「行くぞ、満月」
「えっ、あ、うん」
つい流れで太陽のあとに続いて車を降りる。
このあと物凄く後悔したけど。
『きゃあぁあぁーーーっっ!!!』
『太陽さぁ〜〜〜んっ!!』
『かっこいいーーっ!!!』
うおぅ、み、耳が……っ!!
女子たちの甲高い声が頭に響く。
どこからそんな声出しているんだろう、と真面目にそんなことを思った。
「大丈夫か」
「う、うん…」
まだちょっと頭がくらくらするのは気のせいだと思っておこう。
太陽が心配そうに見ているから。
「行くぞ」
太陽が私の手を引いた瞬間、周りの女子から一斉に嫉妬や羨望の眼差しを受けた。
すごいな、女子。
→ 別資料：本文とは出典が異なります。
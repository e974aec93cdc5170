//! Parallel estimation of many samples under many [Config]urations
use std::sync::{
    atomic::{AtomicUsize, Ordering},
    Arc,
};

use log::{debug, info, warn};
use rayon::prelude::*;

use crate::{
    cfg::Config,
    observation::Observation,
    solver::{PositionEstimate, Solver},
};

/// Receives [Batch] progress updates.
///
/// Called from parallel rayon threads. Implementations must be thread-safe.
pub trait ProgressCallback: Send + Sync {
    /// Called once, before any work, with the number of configurations to process.
    fn on_start(&self, total: usize);
    /// Called after completing one configuration.
    fn on_progress(&self, completed: usize, total: usize);
}

/// Discards progress updates
pub struct NoopProgress;

impl ProgressCallback for NoopProgress {
    fn on_start(&self, _total: usize) {}
    fn on_progress(&self, _completed: usize, _total: usize) {}
}

/// Progress tracker that can be polled from another thread.
#[derive(Debug, Default)]
pub struct AtomicProgress {
    completed: AtomicUsize,
    total: AtomicUsize,
}

impl AtomicProgress {
    pub fn new() -> Self {
        Self::default()
    }

    pub fn completed(&self) -> usize {
        self.completed.load(Ordering::SeqCst)
    }

    pub fn total(&self) -> usize {
        self.total.load(Ordering::SeqCst)
    }

    /// Completion ratio, 1.0 once done (or when there was nothing to do).
    pub fn ratio(&self) -> f64 {
        let total = self.total();
        if total > 0 {
            self.completed() as f64 / total as f64
        } else {
            1.0
        }
    }
}

impl ProgressCallback for AtomicProgress {
    fn on_start(&self, total: usize) {
        self.completed.store(0, Ordering::SeqCst);
        self.total.store(total, Ordering::SeqCst);
    }

    fn on_progress(&self, completed: usize, _total: usize) {
        // updates may be delivered out of order
        self.completed.fetch_max(completed, Ordering::SeqCst);
    }
}

/// Estimates of every sample under one [Config]
#[derive(Debug, Clone, PartialEq)]
pub struct Track {
    pub config: Config,
    /// [Config::label]
    pub label: String,
    /// Successful estimates, with the index of their sample
    pub estimates: Vec<(usize, PositionEstimate)>,
    /// Number of samples that failed and were skipped
    pub failures: usize,
}

/// [Batch] runs every [Config] over a series of samples,
/// where each sample is the set of [Observation]s collected at one point in time.
/// All configurations share one [Solver] (and its caches).
pub struct Batch {
    solver: Solver,
    configs: Vec<Config>,
    progress: Arc<dyn ProgressCallback>,
}

impl Batch {
    /// Builds new [Batch]
    pub fn new(solver: Solver, configs: Vec<Config>) -> Self {
        Self {
            solver,
            configs,
            progress: Arc::new(NoopProgress),
        }
    }

    /// Returns [Batch] reporting to this [ProgressCallback]
    pub fn with_progress(mut self, progress: Arc<dyn ProgressCallback>) -> Self {
        self.progress = progress;
        self
    }

    /// [Solver] used by this [Batch]
    pub fn solver(&self) -> &Solver {
        &self.solver
    }

    /// Runs all configurations, and the samples of each configuration, in parallel.
    /// Returns one [Track] per [Config], in [Config] order, with estimates in sample order.
    /// Per sample failures never abort the [Batch].
    pub fn run<S: AsRef<[Observation]> + Sync>(&self, samples: &[S]) -> Vec<Track> {
        let total = self.configs.len();
        let completed = AtomicUsize::new(0);

        info!(
            "batch: {} configurations x {} samples",
            total,
            samples.len()
        );
        self.progress.on_start(total);

        let tracks = self
            .configs
            .par_iter()
            .map(|cfg| {
                let track = self.track(cfg, samples);
                let done = completed.fetch_add(1, Ordering::SeqCst) + 1;
                self.progress.on_progress(done, total);
                track
            })
            .collect::<Vec<_>>();

        let stats = self.solver.position_cache_statistics();
        debug!(
            "batch: done - position cache hit rate {:.1}%",
            stats.hit_rate() * 100.0
        );

        tracks
    }

    fn track<S: AsRef<[Observation]> + Sync>(&self, cfg: &Config, samples: &[S]) -> Track {
        let label = cfg.label();

        // samples are independent: rayon nests this within the per config iteration
        let results = samples
            .par_iter()
            .enumerate()
            .map(|(index, sample)| {
                self.solver
                    .estimate_position(sample.as_ref(), cfg)
                    .map(|estimate| (index, estimate))
                    .map_err(|e| {
                        warn!("{} - sample #{} skipped: {}", label, index, e);
                    })
            })
            .collect::<Vec<_>>();

        let failures = results.iter().filter(|result| result.is_err()).count();
        let estimates = results.into_iter().flatten().collect::<Vec<_>>();

        Track {
            config: *cfg,
            label,
            estimates,
            failures,
        }
    }
}
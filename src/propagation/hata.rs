//! Okumura-Hata empirical model, 150 MHz to 1.5 GHz.
//! Distances are expressed in km, heights in meters, frequencies in MHz.

#[cfg(feature = "serde")]
use serde::{Deserialize, Serialize};

/// Hata environment class
#[derive(Default, Debug, Clone, Copy, PartialEq, Eq, Hash)]
#[cfg_attr(feature = "serde", derive(Serialize, Deserialize))]
pub enum HataEnvironment {
    /// Open area (rural, no obstruction)
    Open,
    /// Suburban area
    Suburban,
    /// Small or medium sized city
    #[default]
    SmallUrban,
    /// Large city
    LargeUrban,
}

impl std::fmt::Display for HataEnvironment {
    fn fmt(&self, f: &mut std::fmt::Formatter) -> std::fmt::Result {
        match self {
            Self::Open => write!(f, "open"),
            Self::Suburban => write!(f, "suburban"),
            Self::SmallUrban => write!(f, "urban_small"),
            Self::LargeUrban => write!(f, "urban_big"),
        }
    }
}

/// Mobile antenna height correction, small and medium cities
/// (also used for non urban environments).
pub(crate) fn mobile_correction_small(frequency_mhz: f64, mobile_height_m: f64) -> f64 {
    let log_f = frequency_mhz.log10();
    (1.1 * log_f - 0.7) * mobile_height_m - (1.56 * log_f - 0.8)
}

/// Mobile antenna height correction, large cities.
pub(crate) fn mobile_correction_large(mobile_height_m: f64) -> f64 {
    3.2 * (11.75 * mobile_height_m).log10().powi(2) - 4.97
}

/// Distance dependency of the path loss (dB per decade).
/// Only positive for realistic base station heights.
pub(crate) fn slope(base_height_m: f64) -> f64 {
    44.9 - 6.55 * base_height_m.log10()
}

/// Everything but the distance term
fn constant_term(env: HataEnvironment, f: f64, h_b: f64, h_m: f64) -> f64 {
    let log_f = f.log10();
    let c_h = match env {
        HataEnvironment::LargeUrban => mobile_correction_large(h_m),
        _ => mobile_correction_small(f, h_m),
    };

    let urban = 69.55 + 26.16 * log_f - 13.82 * h_b.log10() - c_h;

    match env {
        HataEnvironment::SmallUrban | HataEnvironment::LargeUrban => urban,
        HataEnvironment::Suburban => urban - 2.0 * (f / 28.0).log10().powi(2) - 5.4,
        HataEnvironment::Open => urban - 4.78 * log_f.powi(2) + 18.33 * log_f - 40.94,
    }
}

pub(crate) fn path_loss_db(
    env: HataEnvironment,
    h_b: f64,
    h_m: f64,
    distance_km: f64,
    f: f64,
) -> f64 {
    constant_term(env, f, h_b, h_m) + slope(h_b) * distance_km.log10()
}

pub(crate) fn distance_km(
    env: HataEnvironment,
    h_b: f64,
    h_m: f64,
    path_loss_db: f64,
    f: f64,
) -> f64 {
    let exponent = (path_loss_db - constant_term(env, f, h_b, h_m)) / slope(h_b);
    10.0_f64.powf(exponent)
}

#[cfg(test)]
mod test {
    use super::*;

    #[test]
    fn urban_reference() {
        // 900 MHz, hb=30 m, hm=1.5 m, 1 km: textbook value ~= 126.4 dB
        let pl = path_loss_db(HataEnvironment::SmallUrban, 30.0, 1.5, 1.0, 900.0);
        assert!((pl - 126.4).abs() < 0.2, "got {}", pl);
    }

    #[test]
    fn environments_ordering() {
        // same budget goes further in open areas
        let pl = 130.0;
        let open = distance_km(HataEnvironment::Open, 80.0, 3.0, pl, 935.0);
        let suburban = distance_km(HataEnvironment::Suburban, 80.0, 3.0, pl, 935.0);
        let urban = distance_km(HataEnvironment::SmallUrban, 80.0, 3.0, pl, 935.0);
        assert!(open > suburban);
        assert!(suburban > urban);
    }
}
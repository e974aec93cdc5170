use crate::prelude::{
    Config, ErrorMetric, Method, PropagationContext, PropagationModel, TowerSelection,
};

#[test]
fn default_config() {
    let cfg: Config = serde_json::from_str("{}").unwrap();
    assert_eq!(cfg, Config::default());
}

#[test]
fn custom_config() {
    let content = r#"
    {
        "metric": "MSE",
        "method": "LBfgsB",
        "max_towers": 3,
        "selection": { "Random": { "seed": 7 } },
        "propagation": {
            "model": {
                "Cost231": {
                    "urban": true,
                    "base_height_m": 30.0,
                    "mobile_height_m": 1.5
                }
            },
            "frequency_mhz": 1800.0
        }
    }"#;

    let cfg: Config = serde_json::from_str(content).unwrap();
    assert_eq!(cfg.metric, ErrorMetric::MSE);
    assert_eq!(cfg.method, Method::LBfgsB);
    assert_eq!(cfg.max_towers, Some(3));
    assert_eq!(cfg.selection, TowerSelection::Random { seed: 7 });
    assert_eq!(
        cfg.propagation.model,
        PropagationModel::Cost231 {
            urban: true,
            base_height_m: 30.0,
            mobile_height_m: 1.5,
        }
    );
    assert_eq!(cfg.propagation.frequency_mhz, Some(1800.0));
    assert_eq!(
        cfg.propagation.tx_power_dbm,
        PropagationContext::default().tx_power_dbm
    );
    assert!(cfg.validate().is_ok());
}

#[test]
fn hata_config() {
    let content = r#"
    {
        "propagation": {
            "model": {
                "Hata": {
                    "environment": "Open",
                    "base_height_m": 50.0,
                    "mobile_height_m": 1.5
                }
            },
            "tx_power_dbm": 40.0
        }
    }"#;
    let cfg: Config = serde_json::from_str(content).unwrap();
    assert_eq!(cfg.metric, ErrorMetric::MAE);
    assert_eq!(cfg.propagation.tx_power_dbm, 40.0);
    assert!(cfg.propagation.frequency_mhz.is_none());
}
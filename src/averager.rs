use nalgebra::Vector2;

use crate::position::Coordinate;

/// Running mean of tower [Coordinate]s, used as the solver initial guess.
#[derive(Debug, Clone, Default)]
pub struct Averager {
    pub mean: Vector2<f64>,
    pub count: u64,
}

impl Averager {
    /// Builds new [Averager]
    pub fn new() -> Self {
        Self::default()
    }

    /// Push new [Coordinate] into [Averager]
    pub fn add(&mut self, coordinate: &Coordinate) {
        self.count += 1;
        let k = self.count as f64;
        let x = Vector2::new(coordinate.latitude, coordinate.longitude);
        self.mean = x / k + self.mean * (k - 1.0) / k;
    }
}

impl<'a> FromIterator<&'a Coordinate> for Averager {
    fn from_iter<I: IntoIterator<Item = &'a Coordinate>>(iter: I) -> Self {
        let mut avg = Self::new();
        for coordinate in iter {
            avg.add(coordinate);
        }
        avg
    }
}
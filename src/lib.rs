#![doc = include_str!("../README.md")]
#![cfg_attr(docrs, feature(doc_cfg))]

// private modules
mod averager;
mod band;
mod batch;
mod cache;
mod cfg;
mod constants;
mod dedup;
mod error;
mod metric;
mod observation;
mod optimizer;
mod position;
mod propagation;
mod solver;

#[cfg(test)]
mod tests;

// prelude
pub mod prelude {
    pub use crate::band::Band;
    pub use crate::batch::{AtomicProgress, Batch, NoopProgress, ProgressCallback, Track};
    pub use crate::cache::CacheStatistics;
    pub use crate::cfg::{Config, TowerSelection};
    pub use crate::dedup::deduplicate;
    pub use crate::metric::ErrorMetric;
    pub use crate::observation::{
        dbm_to_level, dbm_to_mw, level_to_dbm, mw_to_dbm, Measurement, Observation,
    };
    pub use crate::optimizer::{Bounds, Method, Minimizer, Minimum};
    pub use crate::position::{wrap, Coordinate};
    pub use crate::propagation::{HataEnvironment, PropagationContext, PropagationModel};
    pub use crate::solver::{PositionEstimate, Solver};
    // re-export
    pub use nalgebra::Vector2;
}

// pub export
pub use error::Error;
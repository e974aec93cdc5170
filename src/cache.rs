//! Memoization of propagation model and lateration results
use std::{
    collections::HashMap,
    hash::Hash,
    sync::{
        atomic::{AtomicU64, Ordering},
        RwLock,
    },
};

use crate::{
    metric::ErrorMetric,
    observation::Measurement,
    optimizer::Method,
    propagation::{HataEnvironment, PropagationModel},
};

/// Thread safe key-value [ResultCache]. Values are deterministic for a given key,
/// so concurrent insertions of the same key are harmless (last write wins).
#[derive(Debug)]
pub struct ResultCache<K, V> {
    entries: RwLock<HashMap<K, V>>,
    hits: AtomicU64,
    misses: AtomicU64,
}

/// [ResultCache] usage statistics
#[derive(Debug, Default, Clone, Copy, PartialEq, Eq)]
pub struct CacheStatistics {
    pub hits: u64,
    pub misses: u64,
    pub entries: usize,
}

impl CacheStatistics {
    /// Ratio of lookups that hit the cache
    pub fn hit_rate(&self) -> f64 {
        let total = self.hits + self.misses;
        if total > 0 {
            self.hits as f64 / total as f64
        } else {
            0.0
        }
    }
}

impl<K, V> Default for ResultCache<K, V> {
    fn default() -> Self {
        Self {
            entries: RwLock::new(HashMap::new()),
            hits: AtomicU64::new(0),
            misses: AtomicU64::new(0),
        }
    }
}

impl<K: Eq + Hash, V: Clone> ResultCache<K, V> {
    pub fn new() -> Self {
        Self::default()
    }

    /// Returns cached value, if any
    pub fn get(&self, key: &K) -> Option<V> {
        let value = match self.entries.read() {
            Ok(entries) => entries.get(key).cloned(),
            Err(poisoned) => poisoned.into_inner().get(key).cloned(),
        };
        if value.is_some() {
            self.hits.fetch_add(1, Ordering::Relaxed);
        } else {
            self.misses.fetch_add(1, Ordering::Relaxed);
        }
        value
    }

    /// Stores value
    pub fn set(&self, key: K, value: V) {
        match self.entries.write() {
            Ok(mut entries) => entries.insert(key, value),
            Err(poisoned) => poisoned.into_inner().insert(key, value),
        };
    }

    /// Returns cached value, or computes and stores it.
    /// Failures are not cached.
    pub fn get_or_try_insert<E, F: FnOnce() -> Result<V, E>>(
        &self,
        key: K,
        compute: F,
    ) -> Result<V, E> {
        if let Some(value) = self.get(&key) {
            return Ok(value);
        }
        let value = compute()?;
        self.set(key, value.clone());
        Ok(value)
    }

    /// Number of cached entries
    pub fn len(&self) -> usize {
        match self.entries.read() {
            Ok(entries) => entries.len(),
            Err(poisoned) => poisoned.into_inner().len(),
        }
    }

    pub fn is_empty(&self) -> bool {
        self.len() == 0
    }

    /// Drops all entries and resets statistics
    pub fn clear(&self) {
        match self.entries.write() {
            Ok(mut entries) => entries.clear(),
            Err(poisoned) => poisoned.into_inner().clear(),
        }
        self.hits.store(0, Ordering::Relaxed);
        self.misses.store(0, Ordering::Relaxed);
    }

    pub fn statistics(&self) -> CacheStatistics {
        CacheStatistics {
            hits: self.hits.load(Ordering::Relaxed),
            misses: self.misses.load(Ordering::Relaxed),
            entries: self.len(),
        }
    }
}

/// [PropagationModel] identity, floats by bit pattern
#[derive(Debug, Clone, Copy, PartialEq, Eq, Hash)]
enum ModelKey {
    LogDistance {
        exponent: u64,
        offset_db: u64,
    },
    Hata {
        environment: HataEnvironment,
        base_height_m: u64,
        mobile_height_m: u64,
    },
    Cost231 {
        urban: bool,
        base_height_m: u64,
        mobile_height_m: u64,
    },
}

impl From<&PropagationModel> for ModelKey {
    fn from(model: &PropagationModel) -> Self {
        match *model {
            PropagationModel::LogDistance {
                exponent,
                offset_db,
            } => Self::LogDistance {
                exponent: exponent.to_bits(),
                offset_db: offset_db.to_bits(),
            },
            PropagationModel::Hata {
                environment,
                base_height_m,
                mobile_height_m,
            } => Self::Hata {
                environment,
                base_height_m: base_height_m.to_bits(),
                mobile_height_m: mobile_height_m.to_bits(),
            },
            PropagationModel::Cost231 {
                urban,
                base_height_m,
                mobile_height_m,
            } => Self::Cost231 {
                urban,
                base_height_m: base_height_m.to_bits(),
                mobile_height_m: mobile_height_m.to_bits(),
            },
        }
    }
}

/// Full input signature of a distance estimate
#[derive(Debug, Clone, Copy, PartialEq, Eq, Hash)]
pub struct DistanceKey {
    model: ModelKey,
    dbm: u64,
    frequency_mhz: u64,
    tx_power_dbm: u64,
}

impl DistanceKey {
    pub fn new(model: &PropagationModel, dbm: f64, frequency_mhz: f64, tx_power_dbm: f64) -> Self {
        Self {
            model: model.into(),
            dbm: dbm.to_bits(),
            frequency_mhz: frequency_mhz.to_bits(),
            tx_power_dbm: tx_power_dbm.to_bits(),
        }
    }
}

/// Full input signature of a lateration: canonically sorted measurement set,
/// [ErrorMetric] and [Method].
#[derive(Debug, Clone, PartialEq, Eq, Hash)]
pub struct LaterationKey {
    measurements: Vec<(u64, u64, u64)>,
    metric: ErrorMetric,
    method: Method,
}

impl LaterationKey {
    /// Builds new [LaterationKey]. `measurements` are expected sorted
    /// (see [canonical_order]).
    pub fn new(measurements: &[Measurement], metric: ErrorMetric, method: Method) -> Self {
        Self {
            measurements: measurements
                .iter()
                .map(|m| {
                    (
                        m.tower.latitude.to_bits(),
                        m.tower.longitude.to_bits(),
                        m.distance_km.to_bits(),
                    )
                })
                .collect(),
            metric,
            method,
        }
    }
}

/// Sorts [Measurement]s in a canonical order, so identical sets
/// lead to identical keys and identical computations.
pub fn canonical_order(measurements: &mut [Measurement]) {
    measurements.sort_by(|a, b| {
        a.tower
            .latitude
            .total_cmp(&b.tower.latitude)
            .then(a.tower.longitude.total_cmp(&b.tower.longitude))
            .then(a.distance_km.total_cmp(&b.distance_km))
    });
}

#[cfg(test)]
mod test {
    use super::*;
    use crate::prelude::Coordinate;
    use std::{sync::Arc, thread};

    #[test]
    fn get_set() {
        let cache = ResultCache::<u32, f64>::new();
        assert!(cache.get(&1).is_none());
        cache.set(1, 2.0);
        assert_eq!(cache.get(&1), Some(2.0));
        let stats = cache.statistics();
        assert_eq!(stats.hits, 1);
        assert_eq!(stats.misses, 1);
        assert_eq!(stats.entries, 1);
        assert_eq!(stats.hit_rate(), 0.5);
        cache.clear();
        assert!(cache.is_empty());
        assert_eq!(cache.statistics(), CacheStatistics::default());
    }

    #[test]
    fn failures_not_cached() {
        let cache = ResultCache::<u32, f64>::new();
        let failed: Result<f64, &str> = cache.get_or_try_insert(1, || Err("failure"));
        assert!(failed.is_err());
        assert!(cache.is_empty());
        let value: Result<f64, &str> = cache.get_or_try_insert(1, || Ok(3.0));
        assert_eq!(value, Ok(3.0));
        let value: Result<f64, &str> = cache.get_or_try_insert(1, || Err("not evaluated"));
        assert_eq!(value, Ok(3.0));
    }

    #[test]
    fn concurrent_writes() {
        let cache = Arc::new(ResultCache::<u32, u32>::new());
        let handles = (0..8)
            .map(|_| {
                let cache = Arc::clone(&cache);
                thread::spawn(move || {
                    for key in 0..100 {
                        cache.set(key, key * 2);
                    }
                })
            })
            .collect::<Vec<_>>();
        for handle in handles {
            handle.join().unwrap();
        }
        assert_eq!(cache.len(), 100);
        assert_eq!(cache.get(&42), Some(84));
    }

    #[test]
    fn distance_keys() {
        let a = DistanceKey::new(&PropagationModel::default(), -93.0, 935.0, 43.0);
        let b = DistanceKey::new(&PropagationModel::default(), -93.0, 935.0, 43.0);
        let c = DistanceKey::new(&PropagationModel::cost231(true), -93.0, 935.0, 43.0);
        let d = DistanceKey::new(&PropagationModel::default(), -93.5, 935.0, 43.0);
        assert_eq!(a, b);
        assert_ne!(a, c);
        assert_ne!(a, d);
    }

    #[test]
    fn lateration_keys() {
        let mut lhs = vec![
            Measurement::new(Coordinate::new(52.1, 13.0), 1.0),
            Measurement::new(Coordinate::new(52.0, 13.0), 2.0),
        ];
        let mut rhs = vec![lhs[1], lhs[0]];
        canonical_order(&mut lhs);
        canonical_order(&mut rhs);
        assert_eq!(
            LaterationKey::new(&lhs, ErrorMetric::MAE, Method::NelderMead),
            LaterationKey::new(&rhs, ErrorMetric::MAE, Method::NelderMead),
        );
        assert_ne!(
            LaterationKey::new(&lhs, ErrorMetric::MAE, Method::NelderMead),
            LaterationKey::new(&lhs, ErrorMetric::ME, Method::NelderMead),
        );
    }
}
こんなときだけ一致団結。
ある意味感動だよ。
玄関まで行き、そこからは太陽と別れて私は教室に向かった。
その間、男子には挨拶をされ、女子からはあまりよろしくない視線をもらった。
男子は多分双翼のメンバーなんだろうな。
女子は……いうまでもなく、だね。
もう私が双翼の姫になったこと、知れ渡っているのかな。
教室に入るとすでに莉都が席にいた。